* **TASK PROMPT**: Repeat every entry exactly. Leave nothing out.

[Saved entries]
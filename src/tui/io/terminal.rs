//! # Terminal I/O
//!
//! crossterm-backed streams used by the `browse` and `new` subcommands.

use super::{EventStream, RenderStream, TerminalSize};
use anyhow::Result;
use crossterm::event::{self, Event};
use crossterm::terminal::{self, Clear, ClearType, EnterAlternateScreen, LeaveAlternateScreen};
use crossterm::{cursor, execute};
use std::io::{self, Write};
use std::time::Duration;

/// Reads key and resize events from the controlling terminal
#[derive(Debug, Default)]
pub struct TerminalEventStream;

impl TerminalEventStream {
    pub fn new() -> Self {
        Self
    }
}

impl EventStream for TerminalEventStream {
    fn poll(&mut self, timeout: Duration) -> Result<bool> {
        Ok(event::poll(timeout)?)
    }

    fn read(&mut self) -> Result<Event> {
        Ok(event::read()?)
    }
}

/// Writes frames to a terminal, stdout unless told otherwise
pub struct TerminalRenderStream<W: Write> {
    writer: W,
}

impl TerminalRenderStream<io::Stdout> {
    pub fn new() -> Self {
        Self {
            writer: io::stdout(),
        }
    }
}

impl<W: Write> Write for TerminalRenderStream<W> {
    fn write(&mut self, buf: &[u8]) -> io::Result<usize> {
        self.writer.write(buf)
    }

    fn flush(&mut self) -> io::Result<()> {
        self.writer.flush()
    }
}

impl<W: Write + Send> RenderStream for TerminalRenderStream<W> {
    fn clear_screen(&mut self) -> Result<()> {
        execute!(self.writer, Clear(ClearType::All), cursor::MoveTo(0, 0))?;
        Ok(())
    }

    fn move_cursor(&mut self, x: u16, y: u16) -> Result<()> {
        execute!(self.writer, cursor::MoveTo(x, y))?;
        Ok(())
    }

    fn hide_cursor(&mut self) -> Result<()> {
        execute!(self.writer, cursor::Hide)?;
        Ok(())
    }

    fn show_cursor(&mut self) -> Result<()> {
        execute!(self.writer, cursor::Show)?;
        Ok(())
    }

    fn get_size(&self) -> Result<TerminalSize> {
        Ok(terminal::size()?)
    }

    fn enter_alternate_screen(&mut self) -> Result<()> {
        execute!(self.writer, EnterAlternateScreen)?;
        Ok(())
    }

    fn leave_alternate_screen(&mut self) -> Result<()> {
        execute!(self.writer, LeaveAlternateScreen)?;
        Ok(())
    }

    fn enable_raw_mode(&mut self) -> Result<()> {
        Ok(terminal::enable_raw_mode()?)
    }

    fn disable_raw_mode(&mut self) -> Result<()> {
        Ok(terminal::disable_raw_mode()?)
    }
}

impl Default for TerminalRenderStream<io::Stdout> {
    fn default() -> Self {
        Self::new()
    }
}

* **TASK ANSWER**:
filename src/tui/io/terminal.rs
//! # Terminal I/O
//!
//! crossterm-backed streams used by the `browse` and `new` subcommands.

use super::{EventStream, RenderStream, TerminalSize};
use anyhow::Result;
use crossterm::event::{self, Event};
use crossterm::terminal::{self, Clear, ClearType, EnterAlternateScreen, LeaveAlternateScreen};
use crossterm::{cursor, execute};
use std::io::{self, Write};
use std::time::Duration;

/// Reads key and resize events from the controlling terminal
#[derive(Debug, Default)]
pub struct TerminalEventStream;

impl TerminalEventStream {
    pub fn new() -> Self {
        Self
    }
}

impl EventStream for TerminalEventStream {
    fn poll(&mut self, timeout: Duration) -> Result<bool> {
        Ok(event::poll(timeout)?)
    }

    fn read(&mut self) -> Result<Event> {
        Ok(event::read()?)
    }
}

/// Writes frames to a terminal, stdout unless told otherwise
pub struct TerminalRenderStream<W: Write> {
    writer: W,
}

impl TerminalRenderStream<io::Stdout> {
    pub fn new() -> Self {
        Self {
            writer: io::stdout(),
        }
    }
}

impl<W: Write> Write for TerminalRenderStream<W> {
    fn write(&mut self, buf: &[u8]) -> io::Result<usize> {
        self.writer.write(buf)
    }

    fn flush(&mut self) -> io::Result<()> {
        self.writer.flush()
    }
}

impl<W: Write + Send> RenderStream for TerminalRenderStream<W> {
    fn clear_screen(&mut self) -> Result<()> {
        execute!(self.writer, Clear(ClearType::All), cursor::MoveTo(0, 0))?;
        Ok(())
    }

    fn move_cursor(&mut self, x: u16, y: u16) -> Result<()> {
        execute!(self.writer, cursor::MoveTo(x, y))?;
        Ok(())
    }

    fn hide_cursor(&mut self) -> Result<()> {
        execute!(self.writer, cursor::Hide)?;
        Ok(())
    }

    fn show_cursor(&mut self) -> Result<()> {
        execute!(self.writer, cursor::Show)?;
        Ok(())
    }

    fn get_size(&self) -> Result<TerminalSize> {
        Ok(terminal::size()?)
    }

    fn enter_alternate_screen(&mut self) -> Result<()> {
        execute!(self.writer, EnterAlternateScreen)?;
        Ok(())
    }

    fn leave_alternate_screen(&mut self) -> Result<()> {
        execute!(self.writer, LeaveAlternateScreen)?;
        Ok(())
    }

    fn enable_raw_mode(&mut self) -> Result<()> {
        Ok(terminal::enable_raw_mode()?)
    }

    fn disable_raw_mode(&mut self) -> Result<()> {
        Ok(terminal::disable_raw_mode()?)
    }
}

impl Default for TerminalRenderStream<io::Stdout> {
    fn default() -> Self {
        Self::new()
    }
}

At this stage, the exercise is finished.